La veille de l'arrestation de Tony Accurso, Montréal a suspendu l'octroi de 14 contrats d'une valeur de 29 millions à sa firme Louisbourg SBC, le temps de «procéder à des vérifications».

C'est du moins ainsi que le responsable du développement économique au comité exécutif, Richard Deschamps, a expliqué cette information, lancée en milieu de journée par le parti de l'opposition officielle Vision Montréal. «On n'était pas à l'aise avec ça, on est conscient de la situation, a-t-il avoué. On va vérifier les administrateurs, faire le point sur la loi 35. Nous avons décidé de prendre un certain recul, un temps d'arrêt.»

Il a rappelé qu'en juin dernier, le maire Gérald Tremblay s'était plaint au ministre des Affaires municipales Laurent Lessard des faiblesses de la loi 35, qui n'a pas réussi à réduire la grande concentration des contrats dans le marché montréalais.  L'octroi de ces 14 contrats a été reporté à la prochaine réunion du comité exécutif, le 15 août prochain.

Poursuites coûteuses

M. Deschamps avait initialement convoqué les médias pour justifier le fait que son administration soit obligée, dans le cadre légal actuel, d'octroyer les contrats au plus bas soumissionnaire conforme. Malgré la condamnation de Tony Accurso pour fraude, la Ville de Montréal octroie plusieurs dizaines de millions en contrats à ses firmes affiliées, surtout Louisbourg SBC.

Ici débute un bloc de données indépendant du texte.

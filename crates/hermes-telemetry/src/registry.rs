//! The process-wide metric sink.
//!
//! [`MetricRegistry`] hands out named [`Timer`]s and [`Meter`]s. Handles are
//! created on first use and shared by every call that uses the same name.
//! Counts are kept in atomics so concurrent calls never lose an update, and
//! each update is mirrored to the `metrics` facade for export. Timers export
//! as `<name>.seconds` histograms and meters as `<name>.total` counters, so
//! a method that is both timed and metered under one name exports cleanly.

use dashmap::DashMap;
use metrics::{counter, describe_counter, describe_histogram, histogram, Unit};
use serde::Serialize;
use std::collections::BTreeMap;
use std::sync::atomic::{AtomicU64, Ordering};
use std::sync::{Arc, OnceLock};
use std::time::{Duration, Instant};

static GLOBAL: OnceLock<Arc<MetricRegistry>> = OnceLock::new();

/// Named timers and meters shared across all endpoints.
///
/// # Example
///
/// ```
/// use hermes_telemetry::MetricRegistry;
///
/// let registry = MetricRegistry::new();
/// registry.meter("svc.echo").mark();
/// {
///     let timer = registry.timer("svc.echo.time");
///     let _timing = timer.time();
/// }
/// assert_eq!(registry.meter_count("svc.echo"), 1);
/// assert_eq!(registry.timer_count("svc.echo.time"), 1);
/// ```
#[derive(Debug, Default)]
pub struct MetricRegistry {
    timers: DashMap<String, Arc<Timer>>,
    meters: DashMap<String, Arc<Meter>>,
}

impl MetricRegistry {
    /// Creates an empty registry.
    #[must_use]
    pub fn new() -> Self {
        Self::default()
    }

    /// Returns the process-wide registry.
    pub fn global() -> Arc<Self> {
        Arc::clone(GLOBAL.get_or_init(|| Arc::new(Self::new())))
    }

    /// Returns the timer named `name`, creating it on first use.
    pub fn timer(&self, name: &str) -> Arc<Timer> {
        if let Some(timer) = self.timers.get(name) {
            return Arc::clone(timer.value());
        }
        let entry = self.timers.entry(name.to_string()).or_insert_with(|| {
            let timer = Timer::new(name);
            describe_histogram!(timer.export_name.clone(), Unit::Seconds, "Method call duration");
            Arc::new(timer)
        });
        Arc::clone(entry.value())
    }

    /// Returns the meter named `name`, creating it on first use.
    pub fn meter(&self, name: &str) -> Arc<Meter> {
        if let Some(meter) = self.meters.get(name) {
            return Arc::clone(meter.value());
        }
        let entry = self.meters.entry(name.to_string()).or_insert_with(|| {
            let meter = Meter::new(name);
            describe_counter!(meter.export_name.clone(), Unit::Count, "Method call events");
            Arc::new(meter)
        });
        Arc::clone(entry.value())
    }

    /// Returns how many times `name` recorded, or 0 if it does not exist.
    #[must_use]
    pub fn timer_count(&self, name: &str) -> u64 {
        self.timers.get(name).map_or(0, |t| t.count())
    }

    /// Returns how many times `name` was marked, or 0 if it does not exist.
    #[must_use]
    pub fn meter_count(&self, name: &str) -> u64 {
        self.meters.get(name).map_or(0, |m| m.count())
    }

    /// Returns a point-in-time copy of every metric.
    #[must_use]
    pub fn snapshot(&self) -> RegistrySnapshot {
        RegistrySnapshot {
            timers: self
                .timers
                .iter()
                .map(|entry| (entry.key().clone(), entry.value().snapshot()))
                .collect(),
            meters: self
                .meters
                .iter()
                .map(|entry| (entry.key().clone(), entry.value().count()))
                .collect(),
        }
    }
}

/// Records call durations under one name.
#[derive(Debug)]
pub struct Timer {
    name: String,
    export_name: String,
    count: AtomicU64,
    total_nanos: AtomicU64,
    max_nanos: AtomicU64,
}

impl Timer {
    fn new(name: &str) -> Self {
        Self {
            name: name.to_string(),
            export_name: format!("{name}.seconds"),
            count: AtomicU64::new(0),
            total_nanos: AtomicU64::new(0),
            max_nanos: AtomicU64::new(0),
        }
    }

    /// Returns the timer name.
    #[must_use]
    pub fn name(&self) -> &str {
        &self.name
    }

    /// Starts timing; the elapsed time is recorded when the returned
    /// context is stopped or dropped.
    #[must_use = "the call is timed until the context is dropped"]
    pub fn time(&self) -> TimerContext<'_> {
        TimerContext {
            timer: self,
            started_at: Instant::now(),
            stopped: false,
        }
    }

    /// Records one observation.
    pub fn record(&self, elapsed: Duration) {
        let nanos = u64::try_from(elapsed.as_nanos()).unwrap_or(u64::MAX);
        self.count.fetch_add(1, Ordering::Relaxed);
        self.total_nanos.fetch_add(nanos, Ordering::Relaxed);
        self.max_nanos.fetch_max(nanos, Ordering::Relaxed);
        histogram!(self.export_name.clone()).record(elapsed.as_secs_f64());
    }

    /// Returns the number of observations.
    #[must_use]
    pub fn count(&self) -> u64 {
        self.count.load(Ordering::Relaxed)
    }

    /// Returns the sum of all observations.
    #[must_use]
    pub fn total(&self) -> Duration {
        Duration::from_nanos(self.total_nanos.load(Ordering::Relaxed))
    }

    /// Returns the longest observation.
    #[must_use]
    pub fn max(&self) -> Duration {
        Duration::from_nanos(self.max_nanos.load(Ordering::Relaxed))
    }

    fn snapshot(&self) -> TimerSnapshot {
        TimerSnapshot {
            count: self.count(),
            total_ms: self.total().as_secs_f64() * 1000.0,
            max_ms: self.max().as_secs_f64() * 1000.0,
        }
    }
}

/// An in-progress timing.
///
/// Records on [`stop`](Self::stop) or, failing that, on drop, so the time is
/// captured on every exit path including unwinding.
#[derive(Debug)]
pub struct TimerContext<'a> {
    timer: &'a Timer,
    started_at: Instant,
    stopped: bool,
}

impl TimerContext<'_> {
    /// Stops timing and returns the recorded duration.
    pub fn stop(mut self) -> Duration {
        self.finish()
    }

    fn finish(&mut self) -> Duration {
        let elapsed = self.started_at.elapsed();
        if !self.stopped {
            self.stopped = true;
            self.timer.record(elapsed);
        }
        elapsed
    }
}

impl Drop for TimerContext<'_> {
    fn drop(&mut self) {
        self.finish();
    }
}

/// Counts events under one name.
#[derive(Debug)]
pub struct Meter {
    name: String,
    export_name: String,
    count: AtomicU64,
}

impl Meter {
    fn new(name: &str) -> Self {
        Self {
            name: name.to_string(),
            export_name: format!("{name}.total"),
            count: AtomicU64::new(0),
        }
    }

    /// Returns the meter name.
    #[must_use]
    pub fn name(&self) -> &str {
        &self.name
    }

    /// Records one event.
    pub fn mark(&self) {
        self.mark_n(1);
    }

    /// Records `n` events.
    pub fn mark_n(&self, n: u64) {
        self.count.fetch_add(n, Ordering::Relaxed);
        counter!(self.export_name.clone()).increment(n);
    }

    /// Returns the number of events.
    #[must_use]
    pub fn count(&self) -> u64 {
        self.count.load(Ordering::Relaxed)
    }
}

/// Serializable copy of a timer.
#[derive(Debug, Clone, PartialEq, Serialize)]
pub struct TimerSnapshot {
    /// Observations.
    pub count: u64,
    /// Sum of observations in milliseconds.
    pub total_ms: f64,
    /// Longest observation in milliseconds.
    pub max_ms: f64,
}

/// Serializable copy of a registry, sorted by name.
#[derive(Debug, Clone, Default, PartialEq, Serialize)]
pub struct RegistrySnapshot {
    /// Timers by name.
    pub timers: BTreeMap<String, TimerSnapshot>,
    /// Meter counts by name.
    pub meters: BTreeMap<String, u64>,
}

«La Ville applique rigoureusement la loi 35 telle qu'elle est libellée, a justifié M. Deschamps. Toutes les entreprises qui ont une licence restreinte de la Régie du bâtiment du Québec ou qui figurent sur sa liste n'ont pas de contrat avec la Ville. On ne peut pas appliquer la loi 35 de façon préventive.»

Exclure certaines firmes ferait en sorte que la Ville «s'exposerait à des poursuites, qui seraient en bout de ligne à la charge du contribuable».

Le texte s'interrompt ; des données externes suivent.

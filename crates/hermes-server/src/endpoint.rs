//! Published endpoints and call handling.

use hermes_core::{
    HermesError, InboundCall, Interceptor, InterceptorOutcome, Invoker, Rejection, Value,
};
use hermes_middleware::Pipeline;
use http::StatusCode;
use std::collections::HashMap;
use std::fmt;
use std::sync::Arc;
use tracing::{debug, error};

/// What became of one inbound call.
#[derive(Debug)]
pub enum CallOutcome {
    /// The method returned a value.
    Reply(Value),
    /// The chain failed; the error is exactly what the chain raised.
    Fault(HermesError),
    /// An interceptor refused the call before the chain ran.
    Rejected(Rejection),
}

impl CallOutcome {
    /// Returns the status the transport should answer with.
    #[must_use]
    pub const fn status(&self) -> StatusCode {
        match self {
            Self::Reply(_) => StatusCode::OK,
            Self::Fault(err) => err.status_code(),
            Self::Rejected(rejection) => rejection.status(),
        }
    }

    /// Returns the reply value, if the call succeeded.
    #[must_use]
    pub const fn reply(&self) -> Option<&Value> {
        match self {
            Self::Reply(value) => Some(value),
            _ => None,
        }
    }

    /// Returns the fault, if the chain failed.
    #[must_use]
    pub const fn fault(&self) -> Option<&HermesError> {
        match self {
            Self::Fault(err) => Some(err),
            _ => None,
        }
    }

    /// Returns the rejection, if an interceptor refused the call.
    #[must_use]
    pub const fn rejection(&self) -> Option<&Rejection> {
        match self {
            Self::Rejected(rejection) => Some(rejection),
            _ => None,
        }
    }

    /// Converts into a result, treating a rejection as an authentication
    /// error.
    ///
    /// # Errors
    ///
    /// Returns the fault, or an authentication error for a rejection.
    pub fn into_result(self) -> Result<Value, HermesError> {
        match self {
            Self::Reply(value) => Ok(value),
            Self::Fault(err) => Err(err),
            Self::Rejected(rejection) => Err(HermesError::authentication(rejection.reason())),
        }
    }
}

/// A service reachable at a path, with its assembled pipeline.
pub struct Endpoint {
    path: String,
    service: String,
    published_url: Option<String>,
    pipeline: Pipeline,
    interceptors: Vec<Arc<dyn Interceptor>>,
    properties: HashMap<String, String>,
}

impl Endpoint {
    pub(crate) fn new(
        path: String,
        service: String,
        published_url: Option<String>,
        pipeline: Pipeline,
        interceptors: Vec<Arc<dyn Interceptor>>,
        properties: HashMap<String, String>,
    ) -> Self {
        Self {
            path,
            service,
            published_url,
            pipeline,
            interceptors,
            properties,
        }
    }

    /// Runs the interceptors, then the invoker chain.
    ///
    /// The first interceptor that aborts ends the call; nothing after it runs.
    pub fn handle(&self, mut call: InboundCall) -> CallOutcome {
        for interceptor in &self.interceptors {
            if let InterceptorOutcome::Abort(rejection) = interceptor.intercept(&mut call) {
                debug!(
                    endpoint = %self.path,
                    interceptor = interceptor.name(),
                    status = rejection.status().as_u16(),
                    reason = rejection.reason(),
                    "Call rejected"
                );
                return CallOutcome::Rejected(rejection);
            }
        }

        let mut ctx = call.into_context();
        match self.pipeline.invoke(&mut ctx) {
            Ok(value) => CallOutcome::Reply(value),
            Err(err) => {
                debug!(
                    endpoint = %self.path,
                    call_id = %ctx.call_id(),
                    category = ?err.category(),
                    error = %err,
                    "Call failed"
                );
                CallOutcome::Fault(err)
            }
        }
    }

    /// Handles the call on the runtime's blocking pool.
    ///
    /// The chain is synchronous, so each call occupies one blocking worker
    /// for its whole duration.
    pub async fn call(self: &Arc<Self>, call: InboundCall) -> CallOutcome {
        let endpoint = Arc::clone(self);
        match tokio::task::spawn_blocking(move || endpoint.handle(call)).await {
            Ok(outcome) => outcome,
            Err(join_error) => {
                error!(endpoint = %self.path, error = %join_error, "Call aborted");
                CallOutcome::Fault(HermesError::fault(join_error))
            }
        }
    }

    /// Returns the path the endpoint is mounted at.
    #[must_use]
    pub fn path(&self) -> &str {
        &self.path
    }

    /// Returns the service type name.
    #[must_use]
    pub fn service(&self) -> &str {
        &self.service
    }

    /// Returns the externally visible address, if one is known.
    #[must_use]
    pub fn published_url(&self) -> Option<&str> {
        self.published_url.as_deref()
    }

    /// Returns the assembled pipeline.
    #[must_use]
    pub const fn pipeline(&self) -> &Pipeline {
        &self.pipeline
    }

    /// Returns the interceptor names in execution order.
    #[must_use]
    pub fn interceptor_names(&self) -> Vec<&'static str> {
        self.interceptors.iter().map(|i| i.name()).collect()
    }

    /// Returns an endpoint property.
    #[must_use]
    pub fn property(&self, key: &str) -> Option<&str> {
        self.properties.get(key).map(String::as_str)
    }
}

impl fmt::Debug for Endpoint {
    fn fmt(&self, f: &mut fmt::Formatter<'_>) -> fmt::Result {
        f.debug_struct("Endpoint")
            .field("path", &self.path)
            .field("service", &self.service)
            .field("published_url", &self.published_url)
            .field("stages", &self.pipeline.stage_names())
            .field("interceptors", &self.interceptor_names())
            .finish_non_exhaustive()
    }
}

#[cfg(test)]
mod tests {
    use super::*;
    use hermes_core::fixtures::{self, EchoRejected};
    use hermes_core::{Argument, MethodIdentity};

    fn echo(input: &str) -> InboundCall {
        InboundCall::new(
            MethodIdentity::new("echo").param::<String>(),
            vec![Argument::value(input.to_string())],
        )
    }

    struct Deny;

    impl Interceptor for Deny {
        fn name(&self) -> &'static str {
            "deny"
        }

        fn intercept(&self, _call: &mut InboundCall) -> InterceptorOutcome {
            InterceptorOutcome::Abort(Rejection::new(StatusCode::FORBIDDEN, "denied"))
        }
    }

    fn endpoint(
        interceptors: Vec<Arc<dyn Interceptor>>,
    ) -> (Arc<fixtures::PersonService>, Endpoint) {
        let (service, descriptor) = fixtures::person_service().unwrap();
        let endpoint = Endpoint::new(
            "/people".to_string(),
            descriptor.type_name().to_string(),
            None,
            Pipeline::builder(descriptor).build(),
            interceptors,
            HashMap::from([("mode".to_string(), "test".to_string())]),
        );
        (service, endpoint)
    }

    #[test]
    fn test_reply_and_fault() {
        let (_, endpoint) = endpoint(Vec::new());

        let reply = endpoint.handle(echo("hi"));
        assert_eq!(reply.status(), StatusCode::OK);
        assert_eq!(reply.reply().unwrap().downcast_ref::<String>().unwrap(), "hi");

        let fault = endpoint.handle(echo("reject"));
        assert_eq!(fault.status(), StatusCode::INTERNAL_SERVER_ERROR);
        assert!(fault.fault().unwrap().downcast_fault_ref::<EchoRejected>().is_some());
        assert!(fault.into_result().is_err());
    }

    #[test]
    fn test_rejection_skips_chain() {
        let (service, endpoint) = endpoint(vec![Arc::new(Deny)]);

        let outcome = endpoint.handle(echo("hi"));

        assert_eq!(outcome.status(), StatusCode::FORBIDDEN);
        assert_eq!(outcome.rejection().unwrap().reason(), "denied");
        assert_eq!(service.dispatched(), 0);
        assert_eq!(endpoint.interceptor_names(), vec!["deny"]);
    }

    #[test]
    fn test_accessors() {
        let (_, endpoint) = endpoint(Vec::new());
        assert_eq!(endpoint.path(), "/people");
        assert_eq!(endpoint.service(), fixtures::PERSON_SERVICE);
        assert_eq!(endpoint.property("mode"), Some("test"));
        assert!(endpoint.published_url().is_none());
        assert!(format!("{endpoint:?}").contains("/people"));
    }

    #[test]
    fn test_async_call_runs_on_blocking_pool() {
        let (_, endpoint) = endpoint(Vec::new());
        let endpoint = Arc::new(endpoint);

        let outcome = tokio_test::block_on(endpoint.call(echo("async")));

        assert_eq!(outcome.reply().unwrap().downcast_ref::<String>().unwrap(), "async");
    }
}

Le report des 14 contrats accordés à une firme de Tony Accurso quelques heures avant son arrestation est «une drôle de coïncidence», a commenté la mairesse de Rivière-des-Prairies-Pointe-aux-Trembles Chantal Rouleau, élue sous la bannière de Vision Montréal. Si elle reconnaît que l'administration municipale montréalaise ne dispose pas des «outils adéquats» pour contrer la collusion, elle assure que son propre parti aurait été beaucoup plus actif. «Nous, on aurait mis un terme à ça. On ne peut plus continuer comme ça. Être poursuivi par une personne qui est menottée, qui a déjà été reconnue coupable de fraude et qui a été arrêtée pour une deuxième fois? Oui.»